Девчушка (старшая из детей) тут же отозвалась, что-то залепетала, отвечая русскому офицеру, по всей видимости решившему, что зашёл кто-то из подчинённых. Мальчик же лишь хлопал глазами, переводя взгляд с сестры на незваного гостя. Девочка, продолжая непонятный диалог, быстро завернула в газету хлеб и сунула Фрицу. Мальчик, сглотнув слюну, открыл было рот, но увидев кулачок сестры, так и не проронил ни звука.
Когда же девчонка протянула немцу и открытую банку тушёнки, мальчишка молча вцепился в её руки, пытаясь удержать еду. После короткой беззвучной борьбы банка оказалась впихнутой в руки Фрица. Мальчишка, пустив от бессилия слезу, отвернулся к окну. А девочка еле вытолкала ошалевшего немца из комнаты. Последним, что увидел Фриц, покидая дом, был фотопортрет улыбающегося мужчины в военной форме, на которого очень походили эти дети. Угол портрета «украшала» чёрная ленточка.
Вновь очутившись в сарае, Фриц набросился на еду. Пальцы гнулись с трудом. Грязными, трясущимися руками закидывал в рот драгоценные кусочки. Быстро работали челюсти, а глаза стали мокрыми. Знала бы эта девочка, что мои руки по локоть в крови! Может это я убил их отца?!
Как ни был он голоден, а заставил себя остановиться. И половинку хлеба, тщательно завернув, спрятал за пазуху. Еда вернула к жизни, и некоторое время он размышлял, как быть дальше. Уняв дрожь, Фриц выждал, когда очередной проходящий конвоир отвернётся. Выскочив из сарая, влетел в колонну пленных и, как ни в чём ни бывало, продолжил путь в чистилище. Бескрайняя снежная степь простиралась за горизонт. Бежать было просто некуда!
* * *
По пути колонна редела. Кто-то покидал этот мир, так и не осилив сей скорбный путь. Серая река теперь делилась на рукава – колонну то и дело дробили, направляя потоки пленных в разные места. К следующему вечеру Фриц оказался на огороженной территории, кое-как приспособленной под лагерь для пленных. Мороз крепчал. Не покормив, их загнали в огромный холодный сарай, где и заперли.

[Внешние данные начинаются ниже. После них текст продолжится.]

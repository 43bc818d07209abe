//! Report rendering for the pybr CLI.
//!
//! An [`AnalysisResult`] can be rendered as a colored console report,
//! pretty JSON, a table, vimgrep lines for editor quickfix lists, or a
//! Graphviz call graph.
//!
//! Colors and truncation follow the destination: both are disabled when
//! stdout is not a TTY or when the report goes to a file.

use anyhow::{Context, Result};
use broom_core::AnalysisResult;
use clap::ValueEnum;
use std::fs::File;
use std::io::{BufWriter, IsTerminal, Write};
use std::path::Path;
use std::str::FromStr;

mod console;
mod graphviz;
mod json;
mod table;
mod vimgrep;

pub use self::console::ConsoleOutput;
pub use self::graphviz::GraphvizOutput;
pub use self::json::JsonOutput;
pub use self::table::TableOutput;
pub use self::vimgrep::VimgrepOutput;

/// Output format for analysis reports
#[derive(Debug, Clone, Copy, Default, ValueEnum, PartialEq, Eq)]
pub enum OutputFormat {
    /// Human-readable report with a summary (default)
    #[default]
    Console,
    /// JSON format for machine consumption
    Json,
    /// One row per definition
    Table,
    /// `path:line:col:context` per usage, for editor quickfix lists
    Vimgrep,
    /// Graphviz digraph of using files to definitions
    Graphviz,
}

impl FromStr for OutputFormat {
    type Err = String;

    fn from_str(s: &str) -> Result<Self, Self::Err> {
        match s.to_lowercase().as_str() {
            "console" => Ok(OutputFormat::Console),
            "json" => Ok(OutputFormat::Json),
            "table" => Ok(OutputFormat::Table),
            "vimgrep" => Ok(OutputFormat::Vimgrep),
            "graphviz" => Ok(OutputFormat::Graphviz),
            _ => Err(format!("Unknown output format: '{}'", s)),
        }
    }
}

/// Configuration for output rendering
#[derive(Debug, Clone)]
pub struct OutputConfig {
    pub format: OutputFormat,
    /// Disable colored output
    pub no_color: bool,
    /// Disable truncation of long values
    pub no_truncate: bool,
    /// Override terminal width (None = auto-detect)
    pub width: Option<usize>,
}

impl OutputConfig {
    pub fn new(format: OutputFormat) -> Self {
        Self {
            format,
            no_color: false,
            no_truncate: false,
            width: None,
        }
    }

    /// Create an OutputConfig with automatic TTY detection and optional color override.
    ///
    /// # Arguments
    ///
    /// * `format` - The output format to use
    /// * `color_override` - If `Some(true)`, force colors on. If `Some(false)`, force colors off.
    ///   If `None`, use auto-detection based on TTY.
    pub fn auto_detect_with_color_override(
        format: OutputFormat,
        color_override: Option<bool>,
    ) -> Self {
        let is_tty = std::io::stdout().is_terminal();
        let use_color = color_override.unwrap_or(is_tty);
        Self {
            format,
            no_color: !use_color,
            no_truncate: !is_tty,
            width: None,
        }
    }

    /// Config for a report written to a file: plain text, nothing cut.
    pub fn for_file(format: OutputFormat) -> Self {
        Self::new(format).without_colors().without_truncation()
    }

    /// Get the effective terminal width
    pub fn effective_width(&self) -> usize {
        self.width.unwrap_or_else(|| {
            terminal_size::terminal_size()
                .map(|(w, _)| w.0 as usize)
                .unwrap_or(80)
        })
    }

    pub fn use_colors(&self) -> bool {
        !self.no_color
    }

    pub fn should_truncate(&self) -> bool {
        !self.no_truncate
    }

    /// Builder: disable colors
    pub fn without_colors(mut self) -> Self {
        self.no_color = true;
        self
    }

    /// Builder: disable truncation
    pub fn without_truncation(mut self) -> Self {
        self.no_truncate = true;
        self
    }

    /// Builder: set width
    #[cfg(test)]
    pub fn with_width(mut self, width: usize) -> Self {
        self.width = Some(width);
        self
    }
}

/// Render `result` in the configured format.
pub fn render(result: &AnalysisResult, config: &OutputConfig) -> String {
    match config.format {
        OutputFormat::Console => ConsoleOutput::format(&result.records, config),
        OutputFormat::Json => JsonOutput::format(result),
        OutputFormat::Table => TableOutput::format(&result.records, config),
        OutputFormat::Vimgrep => VimgrepOutput::format(&result.records),
        OutputFormat::Graphviz => GraphvizOutput::format(&result.records),
    }
}

/// Write a rendered report to `path`, or to stdout when `path` is `None`.
pub fn write_report(report: &str, path: Option<&Path>) -> Result<()> {
    match path {
        Some(path) => {
            let file = File::create(path)
                .with_context(|| format!("Failed to create output file {}", path.display()))?;
            let mut writer = BufWriter::new(file);
            writer
                .write_all(report.as_bytes())
                .and_then(|_| writer.flush())
                .with_context(|| format!("Failed to write results to {}", path.display()))?;
        }
        None => {
            let stdout = std::io::stdout();
            let mut lock = stdout.lock();
            lock.write_all(report.as_bytes())
                .and_then(|_| lock.flush())
                .context("Failed to write results to stdout")?;
        }
    }
    Ok(())
}

/// Truncate a string to a maximum width with ellipsis
pub fn truncate(s: &str, max_width: usize) -> String {
    if s.chars().count() <= max_width {
        s.to_string()
    } else if max_width <= 3 {
        s.chars().take(max_width).collect()
    } else {
        let truncated: String = s.chars().take(max_width - 3).collect();
        format!("{}...", truncated)
    }
}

В сарае они стояли, набившись тесно, как сельди в бочке. Фриц видел: некоторые солдаты плачут, на это было страшно смотреть. Он не замечал, что по его впалым заросшим щекам тоже стекают горькие капли. Так простояли они ночь, день и ещё ночь. Те, что, обессилев, рухнули вниз, уже не поднялись с холодного земляного пола.
Наконец, на второе утро двери сарая распахнулись. Оставшихся в живых развели по баракам. В них было не так холодно, как в сарае. Дали первую за трое суток еду – чуть тёплый овсяный отвар, который Фриц украдкой закусил подаренным девочкой хлебом.
После их долго проверяли. Каждый раз, услышав его имя, русские ухмылялись да похохатывали, переспрашивая: «Что, в самом деле? Настоящий Фриц?» В шутку они величали его Федькой. Его простая фамилия Нойбауэр никак не давалась русским, они прозвали его Найбаур (с ударением на «у»). Прозвище прилипло, вскоре его стали так звать и свои.
На проверке, записывая данные, многократно переспрашивали место рождения, девичью фамилию матери, довоенную должность отца и задавали ещё массу неожиданных, нелепых вопросов. Фриц почему-то решил тогда, что большевикам не следует говорить правду, и стал давать вымышленные показания. Это и сыграло с ним впоследствии злую шутку (если можно так говорить про пять лишних лет, проведённых в плену).
Оказалось, что эти записи, его показания, будут тщательно храниться, следуя за ним все годы плена, куда бы его не перевели. И каждый раз на проверках ему вновь и вновь зададут десятки странных вопросов. Фриц начнёт путаться, забыв, что отвечал когда-то. А комиссары увидят, что он врёт, пытается их одурачить. Фриц станет спорить с ними, ругаться. Комиссары припишут ему какие-то вымышленные преступления (о настоящих, самых гнусных его преступлениях русские так и не узнают). Когда подойдёт время отправлять немцев восвояси, первыми из плена станут отпускать «честных», репатриируют их к 1950-му году. А совершивших тяжкие преступления и запутавшихся в собственных показаниях продержат в плену много дольше…
Тянулись холодные чёрные дни. Кормили плохо; нет – просто отвратительно! Не потому, что русские желали заморить немцев голодом; просто они и сами голодали. Голодали их дети, их женщины, их старики. А где взять столько драгоценной еды, чтобы прокормить почти сто тысяч пленённых врагов? Раз или два в день давали какую-то бурду то из овса, то из картофельных очистков.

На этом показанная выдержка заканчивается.